» TASK PROMPT:
Output range, inclusive: from the line containing "repository 1bf6b3401a91a037" to the line containing "if let Some(val)". Restate those lines from the data below word for word and only those.

-- ENTRIES SHOWN follows --

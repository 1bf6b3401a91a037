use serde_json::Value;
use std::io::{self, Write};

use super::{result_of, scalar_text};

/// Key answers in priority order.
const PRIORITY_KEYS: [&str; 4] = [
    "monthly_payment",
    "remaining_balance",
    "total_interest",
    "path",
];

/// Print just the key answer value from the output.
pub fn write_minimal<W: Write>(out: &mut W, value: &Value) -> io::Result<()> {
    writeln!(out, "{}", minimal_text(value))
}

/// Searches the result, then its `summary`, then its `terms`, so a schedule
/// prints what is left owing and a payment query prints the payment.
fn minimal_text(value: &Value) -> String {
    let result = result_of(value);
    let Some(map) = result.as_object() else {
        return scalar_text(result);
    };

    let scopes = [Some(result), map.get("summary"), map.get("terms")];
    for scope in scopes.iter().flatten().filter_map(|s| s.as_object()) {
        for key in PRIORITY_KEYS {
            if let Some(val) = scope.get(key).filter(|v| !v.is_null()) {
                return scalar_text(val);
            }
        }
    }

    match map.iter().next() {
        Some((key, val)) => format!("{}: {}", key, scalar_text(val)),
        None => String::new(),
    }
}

-- ENTRIES SHOWN concluded --
-- ENTRIES SHOWN follows --

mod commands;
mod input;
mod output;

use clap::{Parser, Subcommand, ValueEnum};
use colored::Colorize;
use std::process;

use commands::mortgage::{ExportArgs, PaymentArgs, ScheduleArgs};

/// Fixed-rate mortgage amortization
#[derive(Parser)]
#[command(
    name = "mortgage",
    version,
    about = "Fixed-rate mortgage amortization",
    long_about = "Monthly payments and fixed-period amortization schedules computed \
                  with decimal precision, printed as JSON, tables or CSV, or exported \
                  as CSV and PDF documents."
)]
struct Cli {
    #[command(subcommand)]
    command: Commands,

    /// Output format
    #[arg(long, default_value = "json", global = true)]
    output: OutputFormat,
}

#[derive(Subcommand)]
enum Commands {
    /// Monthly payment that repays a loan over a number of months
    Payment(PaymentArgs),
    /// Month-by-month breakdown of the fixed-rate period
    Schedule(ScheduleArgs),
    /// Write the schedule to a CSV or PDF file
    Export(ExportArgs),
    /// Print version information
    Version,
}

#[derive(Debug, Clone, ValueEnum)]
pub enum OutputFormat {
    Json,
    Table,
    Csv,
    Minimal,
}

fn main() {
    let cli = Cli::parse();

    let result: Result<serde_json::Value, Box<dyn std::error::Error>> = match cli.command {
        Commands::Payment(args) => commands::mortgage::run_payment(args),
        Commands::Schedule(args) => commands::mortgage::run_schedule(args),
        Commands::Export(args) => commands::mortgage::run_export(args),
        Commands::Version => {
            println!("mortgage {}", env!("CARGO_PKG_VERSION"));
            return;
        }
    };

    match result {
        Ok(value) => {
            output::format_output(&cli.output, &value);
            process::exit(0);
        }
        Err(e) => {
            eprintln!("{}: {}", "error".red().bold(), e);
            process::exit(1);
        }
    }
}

-- ENTRIES SHOWN concluded --
-- ENTRIES SHOWN follows --

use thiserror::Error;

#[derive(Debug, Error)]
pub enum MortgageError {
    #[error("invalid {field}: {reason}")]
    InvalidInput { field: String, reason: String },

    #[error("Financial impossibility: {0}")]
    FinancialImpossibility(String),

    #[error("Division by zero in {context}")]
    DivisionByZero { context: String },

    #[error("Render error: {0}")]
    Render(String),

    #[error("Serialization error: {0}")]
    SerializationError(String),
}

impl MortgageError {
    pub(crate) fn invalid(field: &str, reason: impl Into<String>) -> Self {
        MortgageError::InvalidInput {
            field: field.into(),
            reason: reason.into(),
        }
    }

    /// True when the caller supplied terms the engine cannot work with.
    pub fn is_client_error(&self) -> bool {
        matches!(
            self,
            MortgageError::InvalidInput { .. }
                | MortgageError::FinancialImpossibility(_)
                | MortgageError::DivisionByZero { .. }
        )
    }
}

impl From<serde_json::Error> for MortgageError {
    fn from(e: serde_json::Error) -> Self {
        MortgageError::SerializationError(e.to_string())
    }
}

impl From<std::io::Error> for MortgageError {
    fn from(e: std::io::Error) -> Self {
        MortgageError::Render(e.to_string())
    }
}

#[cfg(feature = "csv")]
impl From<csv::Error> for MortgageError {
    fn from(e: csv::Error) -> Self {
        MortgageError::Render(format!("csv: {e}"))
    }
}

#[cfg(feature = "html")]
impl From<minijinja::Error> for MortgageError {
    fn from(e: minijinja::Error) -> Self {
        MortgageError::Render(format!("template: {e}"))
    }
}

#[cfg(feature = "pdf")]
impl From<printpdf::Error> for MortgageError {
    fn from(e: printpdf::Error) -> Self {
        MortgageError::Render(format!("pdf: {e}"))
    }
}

-- ENTRIES SHOWN concluded --

» SOLUTION TO THE PROBLEM:
repository 1bf6b3401a91a037
use serde_json::Value;
use std::io::{self, Write};

use super::{result_of, scalar_text};

/// Key answers in priority order.
const PRIORITY_KEYS: [&str; 4] = [
    "monthly_payment",
    "remaining_balance",
    "total_interest",
    "path",
];

/// Print just the key answer value from the output.
pub fn write_minimal<W: Write>(out: &mut W, value: &Value) -> io::Result<()> {
    writeln!(out, "{}", minimal_text(value))
}

/// Searches the result, then its `summary`, then its `terms`, so a schedule
/// prints what is left owing and a payment query prints the payment.
fn minimal_text(value: &Value) -> String {
    let result = result_of(value);
    let Some(map) = result.as_object() else {
        return scalar_text(result);
    };

    let scopes = [Some(result), map.get("summary"), map.get("terms")];
    for scope in scopes.iter().flatten().filter_map(|s| s.as_object()) {
        for key in PRIORITY_KEYS {
            if let Some(val) = scope.get(key).filter(|v| !v.is_null()) {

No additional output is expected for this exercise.